The heap is organized into three areas - the young generation, the old  (or tenured) generation, and the permanent generation. "Permanent generation" is a bit of a misnomer. It holds metadata such as class definitions. Newly created objects go into the Eden space in the young generation. The young generation also has the survivor spaces, "from" and "to", which we will explain in a moment. When the young generation is too full to accommodate new objects, a minor or partial collection occurs.


The left side of the diagram shows what happens in a healthy partial GC:

  1. Dead objects are marked. (shaded black in diagram)
  2. Live Eden objects move to the To space.
  3. Young enough objects in the From space move to the To space.
  4. Old enough objects in the From space move to the old generation.
The right side shows the heap after the partial GC is complete. Now Eden is empty, and the From and To spaces have traded roles.

Later, we will discuss what happens if there isn't enough room in the To space or in the old generation to accommodate the live objects that belong to them.

Friday, November 23, 2012

JVM Tuning - Heap Size

We're having a series of consultants come in from Red Hat come in to help us ensure that our production environment is in good shape. One of the things we asked the first one (we'll call him Marcus) to do was to evaluate our JVM options.
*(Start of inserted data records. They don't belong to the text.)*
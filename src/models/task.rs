use chrono::NaiveDateTime;
use serde::{Deserialize, Serialize};

#[derive(Debug, Clone, Copy, PartialEq, Eq, Hash, Serialize, Deserialize)]
#[serde(rename_all = "lowercase")]
pub enum Category {
    Shopping,
    Cleaning,
    Delivery,
    Petcare,
    Repair,
    Others,
}

impl Category {
    pub const ALL: [Category; 6] = [
        Self::Shopping,
        Self::Cleaning,
        Self::Delivery,
        Self::Petcare,
        Self::Repair,
        Self::Others,
    ];

    pub fn as_str(&self) -> &'static str {
        match self {
            Self::Shopping => "shopping",
            Self::Cleaning => "cleaning",
            Self::Delivery => "delivery",
            Self::Petcare => "petcare",
            Self::Repair => "repair",
            Self::Others => "others",
        }
    }

    pub fn from_str(s: &str) -> Option<Self> {
        match s {
            "shopping" => Some(Self::Shopping),
            "cleaning" => Some(Self::Cleaning),
            "delivery" => Some(Self::Delivery),
            "petcare" => Some(Self::Petcare),
            // dashboards historically used the plural form
            "repair" | "repairs" => Some(Self::Repair),
            "others" => Some(Self::Others),
            _ => None,
        }
    }

    pub fn display_name(&self) -> &'static str {
        match self {
            Self::Shopping => "Shopping",
            Self::Cleaning => "Cleaning",
            Self::Delivery => "Delivery",
            Self::Petcare => "Pet care",
            Self::Repair => "Repair",
            Self::Others => "Others",
        }
    }

    pub fn names() -> Vec<&'static str> {
        Self::ALL.iter().map(|c| c.as_str()).collect()
    }
}

/// One entry of the task catalog. Read-only once loaded.
#[derive(Debug, Clone, PartialEq, Serialize, Deserialize)]
pub struct Task {
    pub id: u32,
    pub title: String,
    pub category: Category,
    /// Location code, e.g. `shibuya`.
    pub location: String,
    pub location_name: String,
    /// Currency-formatted price, e.g. `3,000` or `¥3,000`.
    pub price: String,
    pub posted_at: NaiveDateTime,
    /// Free text, e.g. `明日 午前中`. Not a structured date.
    pub deadline: String,
    pub description: String,
    #[serde(default)]
    pub tags: Vec<String>,
    pub status: String,
}

impl Task {
    /// Parsed price. Malformed prices count as zero.
    pub fn price_value(&self) -> u32 {
        parse_price(&self.price).unwrap_or(0)
    }
}

/// Strip currency symbols, separators and whitespace, then parse.
pub fn parse_price(raw: &str) -> Option<u32> {
    let digits: String = raw
        .chars()
        .filter(|c| !matches!(c, '¥' | '￥' | ',' | '，') && !c.is_whitespace())
        .collect();
    if digits.is_empty() {
        return None;
    }
    digits.parse().ok()
}

/// Render an integer amount with thousands separators: `12000` → `12,000`.
pub fn format_price(value: u32) -> String {
    let raw = value.to_string();
    let mut out = String::with_capacity(raw.len() + raw.len() / 3);
    for (i, c) in raw.chars().enumerate() {
        if i > 0 && (raw.len() - i) % 3 == 0 {
            out.push(',');
        }
        out.push(c);
    }
    out
}

#[cfg(test)]
mod tests {
    use super::*;

    #[test]
    fn test_parse_price_strips_symbols() {
        assert_eq!(parse_price("3,000"), Some(3000));
        assert_eq!(parse_price("¥12,500"), Some(12500));
        assert_eq!(parse_price(" ￥500 "), Some(500));
        assert_eq!(parse_price("free"), None);
        assert_eq!(parse_price(""), None);
    }

    #[test]
    fn test_format_price() {
        assert_eq!(format_price(0), "0");
        assert_eq!(format_price(999), "999");
        assert_eq!(format_price(1000), "1,000");
        assert_eq!(format_price(50000), "50,000");
        assert_eq!(format_price(1234567), "1,234,567");
    }

    #[test]
    fn test_category_round_trip_names() {
        for c in Category::ALL {
            assert_eq!(Category::from_str(c.as_str()), Some(c));
        }
        assert_eq!(Category::from_str("repairs"), Some(Category::Repair));
        assert_eq!(Category::from_str("all"), None);
    }
}
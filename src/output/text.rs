use chrono::NaiveDateTime;

use crate::applicants::ApplicantBoard;
use crate::dashboard::Role;
use crate::form::Field;
use crate::models::{format_price, Applicant, DashboardTask, Task};
use crate::time_label;

pub fn print_task(t: &Task, now: NaiveDateTime) {
    println!("Task: {} ({})", t.title, t.id);
    println!("  Category: {}", t.category.display_name());
    println!("  Price: ¥{}", format_price(t.price_value()));
    println!("  Location: {}", t.location_name);
    println!("  Deadline: {}", t.deadline);
    println!("  Posted: {}", time_label::relative(t.posted_at, now));
    println!("  Status: {}", t.status);
    if !t.tags.is_empty() {
        println!("  Tags: {}", t.tags.join(", "));
    }
    println!("  Description: {}", t.description);
}

pub fn print_task_list(tasks: &[&Task], now: NaiveDateTime) {
    if tasks.is_empty() {
        println!("No tasks match the current filters.");
        return;
    }
    for t in tasks {
        println!(
            "  {:>3} [{}] {} ¥{} {} ({})",
            t.id,
            t.category.as_str(),
            t.title,
            format_price(t.price_value()),
            t.location_name,
            time_label::relative(t.posted_at, now)
        );
    }
}

pub fn print_field_errors(errors: &[(Field, &str)]) {
    for (field, message) in errors {
        eprintln!("  {}: {message}", field.as_str());
    }
}

pub fn print_dashboard_tasks(role: Role, tasks: &[&DashboardTask]) {
    if tasks.is_empty() {
        println!("No tasks in this view.");
        return;
    }
    for t in tasks {
        let mut extra = String::new();
        if let Some(n) = t.applicants {
            extra.push_str(&format!(" applicants={n}"));
        }
        if let Some(r) = t.rating {
            extra.push_str(&format!(" rating={r:.1}"));
        }
        if let Some(e) = t.earnings {
            extra.push_str(&format!(" earned=¥{}", format_price(e)));
        }
        println!(
            "  {:>3} [{}] {} ¥{}{}",
            t.id,
            role.status_label(&t.status),
            t.title,
            format_price(t.price),
            extra
        );
    }
}

pub fn print_applicant(a: &Applicant, selected: bool) {
    let marker = if selected { "*" } else { " " };
    let verified = if a.is_verified { " verified" } else { "" };
    let online = if a.is_online { " online" } else { "" };
    println!(
        " {marker}{:>3} {} {:.1} ({} reviews) {} tasks {} {}%{verified}{online}",
        a.id, a.name, a.rating, a.review_count, a.completed_tasks, a.distance, a.completion_rate
    );
}

pub fn print_applicant_board(board: &ApplicantBoard) {
    let task = board.task();
    println!("Applicants for: {} ({})", task.title, task.id);
    println!("  {} {} · ¥{}", task.date, task.time_slot, format_price(task.price));
    let selected = board.selected().map(|a| a.id);
    for a in board.sorted() {
        print_applicant(a, selected == Some(a.id));
    }
    println!(
        "\nAverage rating {:.1} · average completion {}% · sorted by {}",
        board.average_rating(),
        board.average_completion_rate(),
        board.sort().as_str()
    );
}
In retrospect, we should have made a point of better understanding what his areas of expertise were, and limiting our requests accordingly; and he should have deflected requests that did not match his strong points. But live and learn, eh? And I've learned some things about JVM tuning through this process.

Prior to August this year, we ran twelve 8GB (specified by -Xms=8192m -Xmx=8192m) nodes in our main production cluster. While we were in the midst of a series of painful production outages marked by sudden episodes of back to back full garbage collections, Red Hat support recommended we allocate 16GB per node. There was some internal resistance to doing this (it seems an architect no longer with the company - we'll call him Eddie) had said that larger heaps would cause longer full GC pauses), but we went so far as to increase four nodes to 12GB (-Xms=12288m -Xmx=12288m). This was done a few weeks before Marcus came on site. GC logs since then showed that the 12GB nodes performed better than the 8GB nodes. Not only did they have more throughput, but also the GC overhead and the average and maximum pause times were significantly improved - contrary to what Eddie had said.


These graphs summarize GCHisto analysis of production GC logs over one week. (GCHisto, by the way, is a superb free open source application that is simple and fast, and gives a quick easy overview of key statistics from GC logs.) The first four nodes are 12GB heaps. Overhead % is the amount of time paused for GC divided by the amount of time the application ran. Max pause is the number of seconds of the longest pause for a full GC. We see that the 12GB nodes are better and more consistent. The 8GB nodes also seem to be more reactive to stress.

So it was a no brainer to go ahead and move our production cluster to ten 12GB nodes instead of four 12GB and eight 8GB. So far, so good. We didn't need a consultant to see this. But, the way decisions are made in organizations, it can help get things done if an outside "expert" has been paid to tell us what to do.

But we'll be revisiting this question of heap size in a future post. Don't forget that in August, Red Hat support recommended we take this further, and go to 16GB heaps.